Dataset entries:
=== Section Start ===

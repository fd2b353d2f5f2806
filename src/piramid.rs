use std::collections::BTreeMap;

use serde::Serialize;

use crate::error::IngestError;
use crate::grid::TileGrid;
use crate::tile::Tile;

#[derive(Debug, Clone, Copy, PartialEq, Eq, Serialize)]
pub struct Extent {
    pub min_x: u64,
    pub min_y: u64,
    pub max_x: u64,
    pub max_y: u64,
}

#[derive(Debug, Clone, Default, PartialEq, Eq)]
pub struct Piramid {
    slice: Option<u32>,
    levels: BTreeMap<u32, TileGrid>,
}

impl Piramid {
    pub fn build(tiles: &[Tile]) -> Result<Self, IngestError> {
        let slice = tiles.first().and_then(Tile::slice);

        let mut groups: BTreeMap<u32, Vec<Tile>> = BTreeMap::new();
        for tile in tiles {
            if tile.slice() != slice {
                return Err(IngestError::MixedSlices {
                    path: tile.path().as_std_path().to_path_buf(),
                    expected: slice,
                    found: tile.slice(),
                });
            }
            groups.entry(tile.zoom()).or_default().push(tile.clone());
        }

        let levels = groups
            .into_iter()
            .map(|(zoom, ztiles)| Ok((zoom, TileGrid::from_tiles(&ztiles)?)))
            .collect::<Result<BTreeMap<_, _>, IngestError>>()?;

        Ok(Self { slice, levels })
    }

    pub fn slice(&self) -> Option<u32> {
        self.slice
    }

    pub fn levels(&self) -> &BTreeMap<u32, TileGrid> {
        &self.levels
    }

    pub fn level(&self, zoom: u32) -> Option<&TileGrid> {
        self.levels.get(&zoom)
    }

    pub fn number_levels(&self) -> usize {
        self.levels.len()
    }

    pub fn zooms(&self) -> Vec<u32> {
        self.levels.keys().copied().collect()
    }

    pub fn minzoom(&self) -> Option<u32> {
        self.levels.keys().next().copied()
    }

    pub fn maxzoom(&self) -> Option<u32> {
        self.levels.keys().next_back().copied()
    }

    pub fn extent(&self) -> Option<Extent> {
        let (max_x, max_y) = self.finest_level()?.resolution();
        Some(Extent {
            min_x: 0,
            min_y: 0,
            max_x,
            max_y,
        })
    }

    pub fn tile_dimensions(&self) -> (u32, u32) {
        self.finest_level()
            .map(TileGrid::tile_dimensions)
            .unwrap_or((0, 0))
    }

    fn finest_level(&self) -> Option<&TileGrid> {
        self.levels.values().next_back()
    }
}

=== Section End ===

Task objective:
Write out all the data again, exactly as it appears.

Answer section:
repository fd2b353d2f5f2806
filename src/piramid.rs
use std::collections::BTreeMap;

use serde::Serialize;

use crate::error::IngestError;
use crate::grid::TileGrid;
use crate::tile::Tile;

#[derive(Debug, Clone, Copy, PartialEq, Eq, Serialize)]
pub struct Extent {
    pub min_x: u64,
    pub min_y: u64,
    pub max_x: u64,
    pub max_y: u64,
}

#[derive(Debug, Clone, Default, PartialEq, Eq)]
pub struct Piramid {
    slice: Option<u32>,
    levels: BTreeMap<u32, TileGrid>,
}

impl Piramid {
    pub fn build(tiles: &[Tile]) -> Result<Self, IngestError> {
        let slice = tiles.first().and_then(Tile::slice);

        let mut groups: BTreeMap<u32, Vec<Tile>> = BTreeMap::new();
        for tile in tiles {
            if tile.slice() != slice {
                return Err(IngestError::MixedSlices {
                    path: tile.path().as_std_path().to_path_buf(),
                    expected: slice,
                    found: tile.slice(),
                });
            }
            groups.entry(tile.zoom()).or_default().push(tile.clone());
        }

        let levels = groups
            .into_iter()
            .map(|(zoom, ztiles)| Ok((zoom, TileGrid::from_tiles(&ztiles)?)))
            .collect::<Result<BTreeMap<_, _>, IngestError>>()?;

        Ok(Self { slice, levels })
    }

    pub fn slice(&self) -> Option<u32> {
        self.slice
    }

    pub fn levels(&self) -> &BTreeMap<u32, TileGrid> {
        &self.levels
    }

    pub fn level(&self, zoom: u32) -> Option<&TileGrid> {
        self.levels.get(&zoom)
    }

    pub fn number_levels(&self) -> usize {
        self.levels.len()
    }

    pub fn zooms(&self) -> Vec<u32> {
        self.levels.keys().copied().collect()
    }

    pub fn minzoom(&self) -> Option<u32> {
        self.levels.keys().next().copied()
    }

    pub fn maxzoom(&self) -> Option<u32> {
        self.levels.keys().next_back().copied()
    }

    pub fn extent(&self) -> Option<Extent> {
        let (max_x, max_y) = self.finest_level()?.resolution();
        Some(Extent {
            min_x: 0,
            min_y: 0,
            max_x,
            max_y,
        })
    }

    pub fn tile_dimensions(&self) -> (u32, u32) {
        self.finest_level()
            .map(TileGrid::tile_dimensions)
            .unwrap_or((0, 0))
    }

    fn finest_level(&self) -> Option<&TileGrid> {
        self.levels.values().next_back()
    }
}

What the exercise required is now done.